IEEE eScience: Opening keynote
really bare bones notes
Rich Wolski, Keynote Speaker
Building Science Clouds Using commodity, Open-Source Software Components
Start with what’s happening in the commercial clouds and work toward the scientific world
A lot of people getting excited in distributed computing – commercial entities going ahead, both big and small
virtualization < web services < SLAs – users : need to automate as much as possible, also need to make it clear to users what they are getting when they rent space in the cloud
public cloud vs. private cloud
What can be done in a cloud? – workflows are great, but there are things that don’t work well in grids
what extensions or mods are required for scientific applications, data assimilation, multiplayer gaming (latency constraints)
How do clouds interact with other systems – like mobile devices which are already in/on their own cloud
open source cloud: simple, extensible, widely available and popular technologies, easy to install and maintain
examples: U Chi, Nimbus, on GT4 and Globus (from grid computing), but not looking for when grids act like couds
Enomalism now called ECP (startup with open source), difficult and pretty opaque
They’re building on Eucalyptus.cs.ucsb.edu: elastic utility computing architecture linking your programs to useful systems
- linux (like Amazon)
How to know if it’s a cloud? try things on it that you can do on amazon web services (like in the interface) and see if it can do these things (no strict definition of “cloud” just knew a cloud when they saw one, AWS).

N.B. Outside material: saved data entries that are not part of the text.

// relay: multiplexes front-end clients onto sandboxed agent sessions.

use clap::Parser;
use relay::config::{RelayConfig, load_config, load_config_from_path};
use relay::environment::StaticEnvironmentService;
use relay::hub::{HubContext, HubOptions};
use relay::hub_manager::HubManager;
use relay::journal::Journal;
use relay::reaper::{IdleReaper, ReaperConfig};
use relay::sandbox::{LocalSandboxConfig, LocalSandboxManager};
use relay::store::Store;
use std::path::PathBuf;
use std::sync::Arc;
use tracing::{info, warn};

#[derive(Debug, Parser)]
#[command(name = "relay", about = "Agent relay between clients and sandboxed sessions")]
struct Args {
    /// Path to the TOML config file.
    #[arg(long)]
    config: Option<PathBuf>,
}

fn main() -> Result<(), Box<dyn std::error::Error>> {
    tracing_subscriber::fmt()
        .with_env_filter(
            tracing_subscriber::EnvFilter::try_from_default_env()
                .unwrap_or_else(|_| tracing_subscriber::EnvFilter::new("info")),
        )
        .init();

    info!(version = env!("CARGO_PKG_VERSION"), "relay starting");

    let args = Args::parse();
    let cfg = match &args.config {
        Some(path) => load_config_from_path(path),
        None => load_config(),
    };
    let cfg = match cfg {
        Ok(cfg) => cfg,
        Err(e) => {
            eprintln!("FATAL: failed to load config: {}", e);
            std::process::exit(1);
        }
    };

    tokio::runtime::Runtime::new()?.block_on(run(cfg))
}

async fn run(cfg: RelayConfig) -> Result<(), Box<dyn std::error::Error>> {
    let store = Store::open(std::path::Path::new(&cfg.store.sqlite_path))?.into_shared();
    let journal = Journal::new(Arc::clone(&store));
    let sandbox = Arc::new(LocalSandboxManager::new(LocalSandboxConfig {
        agent_program: cfg.sandbox.agent_program.clone(),
        agent_args: cfg.sandbox.agent_args.clone(),
        state_root: cfg.sandbox.state_root.clone(),
        reconnect: cfg.sandbox.reconnect.clone(),
    }));
    let environments = Arc::new(StaticEnvironmentService::new(cfg.environments.clone()));

    let ctx = HubContext {
        store: Arc::clone(&store),
        journal: journal.clone(),
        sandbox: sandbox.clone(),
        environments: environments.clone(),
    };
    let manager = HubManager::new(
        ctx,
        HubOptions {
            detach_grace: cfg.hub.detach_grace,
        },
    );

    let reaper = IdleReaper::new(
        Arc::clone(&store),
        Arc::clone(&manager),
        sandbox,
        environments,
        ReaperConfig {
            check_interval: cfg.reaper.check_interval,
        },
    );
    let reaper_handle = reaper.start();

    // Periodic prune of archived sessions' history.
    let prune_journal = journal.clone();
    let prune_max_age = cfg.journal.prune_max_age;
    let prune_interval = cfg.journal.prune_interval;
    let pruner = tokio::spawn(async move {
        let mut interval = tokio::time::interval(prune_interval);
        interval.tick().await;
        loop {
            interval.tick().await;
            let cutoff = chrono::Utc::now()
                - chrono::Duration::from_std(prune_max_age).unwrap_or(chrono::Duration::days(30));
            match prune_journal.prune_older_than(cutoff).await {
                Ok(0) => {}
                Ok(n) => info!(deleted = n, "pruned archived session events"),
                Err(e) => warn!(error = %e, "journal prune failed"),
            }
        }
    });

    let router = relay::http::build_router(store, Arc::clone(&manager));
    let listener = tokio::net::TcpListener::bind(&cfg.server.bind).await?;
    info!(bind = %cfg.server.bind, "listening");

    axum::serve(listener, router)
        .with_graceful_shutdown(async {
            let _ = tokio::signal::ctrl_c().await;
            info!("shutdown signal received");
        })
        .await?;

    pruner.abort();
    reaper_handle.stop().await;
    manager.close_all().await;
    info!("relay stopped");
    Ok(())
}
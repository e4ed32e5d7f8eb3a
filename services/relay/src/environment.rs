//! Environment service interface.
//!
//! Environments describe where a session's sandbox runs and how quickly it
//! may be idled.  The full catalogue lives outside this service; the relay
//! reads two things: per-environment idle timeouts (for the reaper) and the
//! opaque config blob handed to the sandbox manager at attach time.

use async_trait::async_trait;
use std::collections::HashMap;

/// Opaque environment configuration passed through to the sandbox manager.
#[derive(Debug, Clone)]
pub struct EnvConfig {
    pub id: String,
    pub settings: serde_json::Value,
}

/// External collaborator exposing environment metadata.
#[async_trait]
pub trait EnvironmentService: Send + Sync {
    /// Idle timeout per environment id, in seconds.
    ///
    /// Environments whose provider manages idling itself (remote workers
    /// with built-in sleep) are excluded — the reaper must leave them alone.
    async fn idle_timeouts(&self) -> HashMap<String, u64>;

    /// Resolve the config for one environment; `None` when unknown.
    async fn env_config(&self, env_id: &str) -> Option<EnvConfig>;
}

/// One configured environment.
#[derive(Debug, Clone)]
pub struct EnvEntry {
    pub idle_timeout_secs: u64,
    /// True when the provider idles sandboxes on its own.
    pub self_idling: bool,
    pub settings: serde_json::Value,
}

/// Environment service backed by the relay's own config file.
pub struct StaticEnvironmentService {
    entries: HashMap<String, EnvEntry>,
}

impl StaticEnvironmentService {
    pub fn new(entries: HashMap<String, EnvEntry>) -> Self {
        StaticEnvironmentService { entries }
    }
}

#[async_trait]
impl EnvironmentService for StaticEnvironmentService {
    async fn idle_timeouts(&self) -> HashMap<String, u64> {
        self.entries
            .iter()
            .filter(|(_, entry)| !entry.self_idling)
            .map(|(id, entry)| (id.clone(), entry.idle_timeout_secs))
            .collect()
    }

    async fn env_config(&self, env_id: &str) -> Option<EnvConfig> {
        self.entries.get(env_id).map(|entry| EnvConfig {
            id: env_id.to_owned(),
            settings: entry.settings.clone(),
        })
    }
}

- software overlay so it didn’t really monkey with the underlying infrastructure (with some grid things you had to blow away your operating system, install a whole bunch of libraries, and it was really difficult to know what it was doing and to support it)
A driver of this was to save money – researchers wanted to work in the commercial cloud, but it’s really expensive. If nothing else, they can use this to debug before moving into the commercial cloud.
Goal to more like democratize – not to replace Amazon and Google services at all – but to allow for other people to try things, but you won’t have their data centers, you’ll still need to have the hardware (and other things).
Interface is based on Amazon’s published WSDL, EC2 command-line tools, REST interface
sys admin – cloud admin, toolset for user accounting and cloud management
Security – they figured it out (WS-security, SSH key generation, etc.), but makes installation and sequencing a bit complicated – refer to his slides
Performance – if Xen is installed right, they haven’t seen the performance hits people are concerned about with virtualization
You can play with the Eucalyptus Public Cloud – with limitations
Benchmarking tests show it’s running very fast and responding like the amazon services
Part of VGrADS – an NSF project – Linked Environments for Atmospheric Discovery – real time use of Doppler radar for local/regional forecasting
… lots of details
clouds and grids are distinct
- full private cluster is provisioned
- individual can only get a tiny fraction of the total resource pool
- no support for cloud federation
- opaque wrt resources
- built so that a single user can get most or use the entire cloud for a single project
- federation as first principle
- resources are exposed
Questions from the audience:
- teragrid – I guess currently a 3week queue? maybe use this to get projects in faster?
- SLAs how to actually monitor and enforce?